New York | This week we announce the release of The IRA Bank Book for Q2 2019, a publication of The Institutional Risk Analyst. In this issue we ask some important questions, including:
** Why is Capital One Financial (COF) a better comp for Citigroup (C) than JPMorganChase (JPM)?
** Why are loss rates for real estate exposures of US banks moving back into positive territory?
** Will funding costs for banks continue to rise even as long-term Treasury yields fall dramatically?
** And just when is Fed Chair Jay Powell going to admit that the past eight years of "extraordinary" FOMC policy did nothing for inflation but did embed future credit risk in financials?
Read and learn. Oh and we see no rate cut by the FOMC in 2019.
One chart we did not use this quarter in The IRA Bank Book bears inspection, namely the rate of change in growth rates for various types of bank deposits. We note that “the high rates of deposit growth seen in the 2010-2016 period during the Fed’s “quantitative easing” operations have now been replaced by low or even negative growth rates.”
Source: FDIC
We write in The IRA Bank Book Q2 2019:
“As Q2 2019 comes to an end, short-term money markets remain tight due to the fact that the FOMC continues to shrink the Fed’s holdings of securities.
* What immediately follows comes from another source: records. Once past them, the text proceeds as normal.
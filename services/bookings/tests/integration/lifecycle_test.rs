use std::sync::Arc;

use chrono::{Duration, TimeZone, Utc};

use reserva_bookings::scheduler::{JobCommand, JobHandler, LifecycleScheduler};
use reserva_bookings::usecase::restore::RestoreScheduleUseCase;
use reserva_domain::booking::{BookingStatus, JobKind, MessageKind};
use reserva_domain::rating::Rating;

use crate::helpers::{Harness, code};

// ── End-to-end ───────────────────────────────────────────────────────────────

#[tokio::test]
async fn should_run_full_lifecycle_for_linked_booking() {
    let h = Harness::new();
    let customer = h.customer(7, "+79990000000").await;
    h.ingest().execute(h.created_ab12()).await.unwrap();
    let handler = h.job_handler();

    h.clock
        .advance_to(Utc.with_ymd_and_hms(2025, 7, 1, 11, 59, 0).unwrap());
    assert_eq!(h.scheduler.run_due(&handler).await, 0);

    h.clock
        .advance_to(Utc.with_ymd_and_hms(2025, 7, 1, 12, 0, 0).unwrap());
    assert_eq!(h.scheduler.run_due(&handler).await, 1);
    let sent = h.messenger.sent_to(customer);
    assert_eq!(sent.len(), 2);
    assert!(sent[1].starts_with("Reminder: VR Arena on 01.07.2025 at 18:00"));

    h.clock
        .advance_to(Utc.with_ymd_and_hms(2025, 7, 1, 14, 0, 0).unwrap());
    assert_eq!(h.scheduler.run_due(&handler).await, 1);
    assert!(h.scheduler.is_empty());
    assert!(h.messenger.sent_to(customer)[2].contains("rate \"VR Arena\""));
    assert_eq!(
        h.store.booking(&code("AB12")).unwrap().status,
        BookingStatus::Completed
    );
    assert_eq!(
        h.store.session(customer).map(|s| s.booking_code),
        Some(code("AB12"))
    );

    let receipt = h.rating().execute(customer, "5").await.unwrap();
    assert_eq!(receipt.booking_code, code("AB12"));
    assert_eq!(receipt.review_links, vec!["https://maps.example/reserva"]);
    assert_eq!(
        h.store.booking(&code("AB12")).unwrap().rating,
        Some(Rating::new(5).unwrap())
    );
}

#[tokio::test]
async fn should_deliver_nothing_after_cancellation() {
    let h = Harness::new();
    let customer = h.customer(7, "+79990000000").await;
    h.ingest().execute(h.created_ab12()).await.unwrap();
    h.ingest().execute(h.cancelled_ab12()).await.unwrap();
    let before = h.messenger.sent_to(customer).len();

    let fired = h.advance(Duration::days(45)).await;

    assert_eq!(fired, 0);
    assert_eq!(h.messenger.sent_to(customer).len(), before);
    assert_eq!(h.store.log_count(&code("AB12"), MessageKind::Reminder), 0);
    assert_eq!(h.store.log_count(&code("AB12"), MessageKind::FeedbackRequest), 0);
}

// ── Fire-time callbacks ──────────────────────────────────────────────────────

#[tokio::test]
async fn should_drop_due_reminder_when_booking_was_cancelled_meanwhile() {
    let h = Harness::new();
    let customer = h.customer(7, "+79990000000").await;
    h.ingest().execute(h.created_ab12()).await.unwrap();
    h.store.set_status(&code("AB12"), BookingStatus::Cancelled);

    let fired = h.advance(Duration::days(45)).await;

    assert_eq!(fired, 2);
    assert_eq!(h.messenger.sent_to(customer).len(), 1);
    assert_eq!(h.store.session(customer), None);
    assert_eq!(
        h.store.booking(&code("AB12")).unwrap().status,
        BookingStatus::Cancelled
    );
}

#[tokio::test]
async fn should_not_send_the_same_reminder_twice() {
    let h = Harness::new();
    let customer = h.customer(7, "+79990000000").await;
    h.ingest().execute(h.created_ab12()).await.unwrap();
    let handler = h.job_handler();
    let job = || JobCommand {
        kind: JobKind::Reminder,
        booking_code: code("AB12"),
    };

    handler.handle(job()).await.unwrap();
    handler.handle(job()).await.unwrap();

    assert_eq!(h.store.log_count(&code("AB12"), MessageKind::Reminder), 1);
    assert_eq!(h.messenger.sent_to(customer).len(), 2);
}

#[tokio::test]
async fn should_not_request_feedback_twice() {
    let h = Harness::new();
    let customer = h.customer(7, "+79990000000").await;
    h.ingest().execute(h.created_ab12()).await.unwrap();
    let handler = h.job_handler();
    let job = || JobCommand {
        kind: JobKind::FeedbackRequest,
        booking_code: code("AB12"),
    };

    handler.handle(job()).await.unwrap();
    handler.handle(job()).await.unwrap();

    assert_eq!(h.store.log_count(&code("AB12"), MessageKind::FeedbackRequest), 1);
    assert_eq!(h.messenger.sent_to(customer).len(), 2);
}

#[tokio::test]
async fn should_ignore_jobs_for_unknown_or_unlinked_bookings() {
    let h = Harness::new();
    h.ingest().execute(h.created_ab12()).await.unwrap();
    let handler = h.job_handler();

    for kind in JobKind::ALL {
        for raw in ["AB12", "ZZ99"] {
            handler
                .handle(JobCommand {
                    kind,
                    booking_code: code(raw),
                })
                .await
                .unwrap();
        }
    }

    assert!(h.messenger.sent.lock().unwrap().is_empty());
    assert_eq!(
        h.store.booking(&code("AB12")).unwrap().status,
        BookingStatus::Active
    );
}

#[tokio::test]
async fn should_surface_delivery_failure_and_leave_log_untouched() {
    let h = Harness::new();
    h.customer(7, "+79990000000").await;
    h.ingest().execute(h.created_ab12()).await.unwrap();
    h.messenger.set_failing(true);

    let result = h
        .job_handler()
        .handle(JobCommand {
            kind: JobKind::Reminder,
            booking_code: code("AB12"),
        })
        .await;

    assert!(result.is_err_and(|e| e.kind() == "DELIVERY_FAILED"));
    assert_eq!(h.store.log_count(&code("AB12"), MessageKind::Reminder), 0);
}

// ── Restore ──────────────────────────────────────────────────────────────────

#[tokio::test]
async fn should_restore_future_jobs_into_a_fresh_registry() {
    let h = Harness::new();
    h.customer(7, "+79990000000").await;
    h.ingest().execute(h.created_ab12()).await.unwrap();
    // Unlinked booking: nothing to restore for it.
    let unlinked = h.fixture_event("contracts/webhooks/fields_phone.json", "newrega");
    h.ingest().execute(unlinked).await.unwrap();

    let scheduler = Arc::new(LifecycleScheduler::new(
        Duration::hours(1),
        h.clock.clone(),
    ));
    let restored = RestoreScheduleUseCase {
        repo: h.store.clone(),
        scheduler: scheduler.clone(),
    }
    .execute()
    .await
    .unwrap();

    assert_eq!(restored, 1);
    assert_eq!(scheduler.len(), 2);
    assert!(scheduler.pending(&code("AB12"), JobKind::Reminder).is_some());
}

#[tokio::test]
async fn should_skip_restore_when_every_fire_time_has_passed() {
    let h = Harness::new();
    h.customer(7, "+79990000000").await;
    h.ingest().execute(h.created_ab12()).await.unwrap();
    h.clock.advance(Duration::days(45));

    let scheduler = Arc::new(LifecycleScheduler::new(
        Duration::hours(1),
        h.clock.clone(),
    ));
    let restored = RestoreScheduleUseCase {
        repo: h.store.clone(),
        scheduler: scheduler.clone(),
    }
    .execute()
    .await
    .unwrap();

    assert_eq!(restored, 0);
    assert!(scheduler.is_empty());
}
Because the US government is running a fiscal deficit, for every dollar of Treasury securities on the Fed’s System Open Market Account that is redeemed, a dollar of bank deposits disappears when the Treasury refinances the bond in the private markets. The deceleration in deposit growth is a matter of concern because new lending is ultimately a function of the availability and cost of deposits. In particular, the decline in non-interest bearing deposits has negative implications for bank net interest income and overall profitability.”
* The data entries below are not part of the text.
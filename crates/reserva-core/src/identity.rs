//! Messaging-channel identity extractor.

use axum::extract::FromRequestParts;
use http::StatusCode;
use http::request::Parts;

/// Header carrying the caller's messaging-channel id, injected by the bot front-end.
pub const CHANNEL_ID_HEADER: &str = "x-reserva-channel-id";

/// Customer identity of a customer-facing request.
///
/// Returns 401 if `x-reserva-channel-id` is absent or not an integer.
#[derive(Debug, Clone, Copy, PartialEq, Eq)]
pub struct ChannelIdentity {
    pub channel_id: i64,
}

impl<S> FromRequestParts<S> for ChannelIdentity
where
    S: Send + Sync,
{
    type Rejection = StatusCode;

    fn from_request_parts(
        parts: &mut Parts,
        _state: &S,
    ) -> impl std::future::Future<Output = Result<Self, Self::Rejection>> + Send {
        let channel_id = parts
            .headers
            .get(CHANNEL_ID_HEADER)
            .and_then(|v| v.to_str().ok())
            .and_then(|s| s.trim().parse::<i64>().ok());

        async move {
            let Some(channel_id) = channel_id else {
                tracing::debug!(header = CHANNEL_ID_HEADER, "channel identity rejected");
                return Err(StatusCode::UNAUTHORIZED);
            };
            Ok(Self { channel_id })
        }
    }
}
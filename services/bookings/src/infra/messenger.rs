use anyhow::anyhow;
use reqwest::Client;
use serde::{Deserialize, Serialize};

use reserva_domain::id::ChannelId;

use crate::domain::repository::MessengerPort;
use crate::error::BookingsServiceError;

/// Bot API `sendMessage` client.
#[derive(Clone)]
pub struct TelegramMessenger {
    client: Client,
    base_url: String,
    token: String,
}

#[derive(Serialize)]
struct SendMessageRequest<'a> {
    chat_id: i64,
    text: &'a str,
}

#[derive(Deserialize)]
struct ApiResponse {
    ok: bool,
    #[serde(default)]
    description: Option<String>,
}

impl TelegramMessenger {
    /// `client` should carry the outbound request timeout.
    pub fn new(client: Client, base_url: &str, token: impl Into<String>) -> Self {
        Self {
            client,
            base_url: base_url.trim_end_matches('/').to_owned(),
            token: token.into(),
        }
    }

    fn send_message_url(&self) -> String {
        format!("{}/bot{}/sendMessage", self.base_url, self.token)
    }
}

impl MessengerPort for TelegramMessenger {
    async fn send(&self, to: ChannelId, text: &str) -> Result<(), BookingsServiceError> {
        // The URL embeds the bot token; keep it out of errors and logs.
        let resp = self
            .client
            .post(self.send_message_url())
            .json(&SendMessageRequest { chat_id: to.0, text })
            .send()
            .await
            .map_err(|e| delivery_failed(e.without_url(), "sendMessage request"))?;
        let status = resp.status();
        let body: ApiResponse = resp
            .json()
            .await
            .map_err(|e| delivery_failed(e.without_url(), "decode sendMessage response"))?;
        if !body.ok {
            return Err(BookingsServiceError::DeliveryFailed(anyhow!(
                "sendMessage rejected ({status}): {}",
                body.description.unwrap_or_default()
            )));
        }
        Ok(())
    }
}

fn delivery_failed(err: reqwest::Error, what: &'static str) -> BookingsServiceError {
    BookingsServiceError::DeliveryFailed(anyhow::Error::new(err).context(what))
}
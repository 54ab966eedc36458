use crate::errors::Result;
use crate::occupation::{occupied_indices, virtual_indices};
use crate::spin::{SpinMatrix, SpinVector};
use ndarray::prelude::*;
use ndarray::concatenate;

/// Occupied-virtual orbital gradient of the SCF energy,
///
/// ```text
///     g_ai = (C_vir^T F C_occ)_ai
/// ```
///
/// flattened per spin and concatenated alpha-first. The norm of this
/// vector is the convergence measure of the SCF loop; at a stationary
/// point it vanishes.
pub fn get_grad(
    mo_coeff: &SpinMatrix,
    mo_occ: &SpinVector,
    fock: &SpinMatrix,
) -> Result<Array1<f64>> {
    mo_occ.nmo()?;
    let g_a = grad_spin(&mo_coeff.alpha, &mo_occ.alpha, &fock.alpha);
    let g_b = grad_spin(&mo_coeff.beta, &mo_occ.beta, &fock.beta);
    Ok(concatenate![Axis(0), g_a, g_b])
}

fn grad_spin(c: &Array2<f64>, occ: &Array1<f64>, f: &Array2<f64>) -> Array1<f64> {
    let occidx = occupied_indices(occ);
    let viridx = virtual_indices(occ);
    let c_occ = c.select(Axis(1), &occidx);
    let c_vir = c.select(Axis(1), &viridx);
    let g = c_vir.t().dot(f).dot(&c_occ);
    Array1::from_iter(g.iter().cloned())
}

#[test]
fn gradient_vanishes_for_eigenvectors() {
    use crate::spin::Spin2;
    let c = Spin2::new(Array2::<f64>::eye(2), Array2::<f64>::eye(2));
    let occ = Spin2::new(array![1.0, 0.0], array![1.0, 0.0]);
    let f = Spin2::new(array![[-1.0, 0.0], [0.0, -0.5]], array![[-0.9, 0.0], [0.0, -0.4]]);
    let g = get_grad(&c, &occ, &f).unwrap();
    assert_eq!(g.len(), 2);
    approx::assert_abs_diff_eq!(g, Array1::zeros(2), epsilon = 1e-12);
}

#[test]
fn gradient_picks_up_ov_coupling() {
    use crate::spin::Spin2;
    let c = Spin2::new(Array2::<f64>::eye(2), Array2::<f64>::eye(2));
    let occ = Spin2::new(array![1.0, 0.0], array![0.0, 1.0]);
    let f = Spin2::new(array![[-1.0, 0.3], [0.3, -0.5]], array![[-1.0, 0.2], [0.2, -0.5]]);
    let g = get_grad(&c, &occ, &f).unwrap();
    // alpha block: F_10, beta block: F_01 (occupied orbital is the second)
    approx::assert_abs_diff_eq!(g, array![0.3, 0.2], epsilon = 1e-12);
}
As we discussed on CNBC last week, the FOMC is still tightening policy. We believe that there is growing risk in the non-bank financial sector due to erratic moves in interest rates, the flat Treasury yield curve and the decline of carry in loans and financial assets. The culprit here is the shrinking balance sheet, which represents continued policy tightening by the FOMC.
As rates have fallen towards zero, the behavior of loan and securities markets reflects a level of volatility and demand caused by the lack of cash flow or "carry" on financial assets. We do not expect a rate cut by the FOMC this year, contrary to conventional thinking on Wall Street, but we do anticipate an end to the shrinkage of the System portfolio by September and with it a resumption of reinvestment of all bond redemptions.
We believe that it should be obvious to policy makers, regulators and investors that operating in a flat yield curve environment near the zero rate boundary is not the same as 20 or 30 years ago, when the cash flow off of financial assets was far more significant to asset returns and inflation expectations, one of the explicit policy goals of the FOMC.
Banks have different default rate targets for customers. The Fed has skewed these risk measures via QE. As credit metrics return to normal, so will loss rates. The growing stress we see in non-bank finance today, however, is nothing compared to the pressures that will be unleashed in 12-18 months when visible default rates start to rise.
The inflation of asset prices in stocks, bonds and loans has concealed a great many sins in the world of credit over the past decade. Eventually these hidden default events will surface and reflect their true economic value. And ground zero for the next crisis in mortgage finance will be, ironically enough, the the market for government guaranteed loans issued into the Ginnie Mae securities market.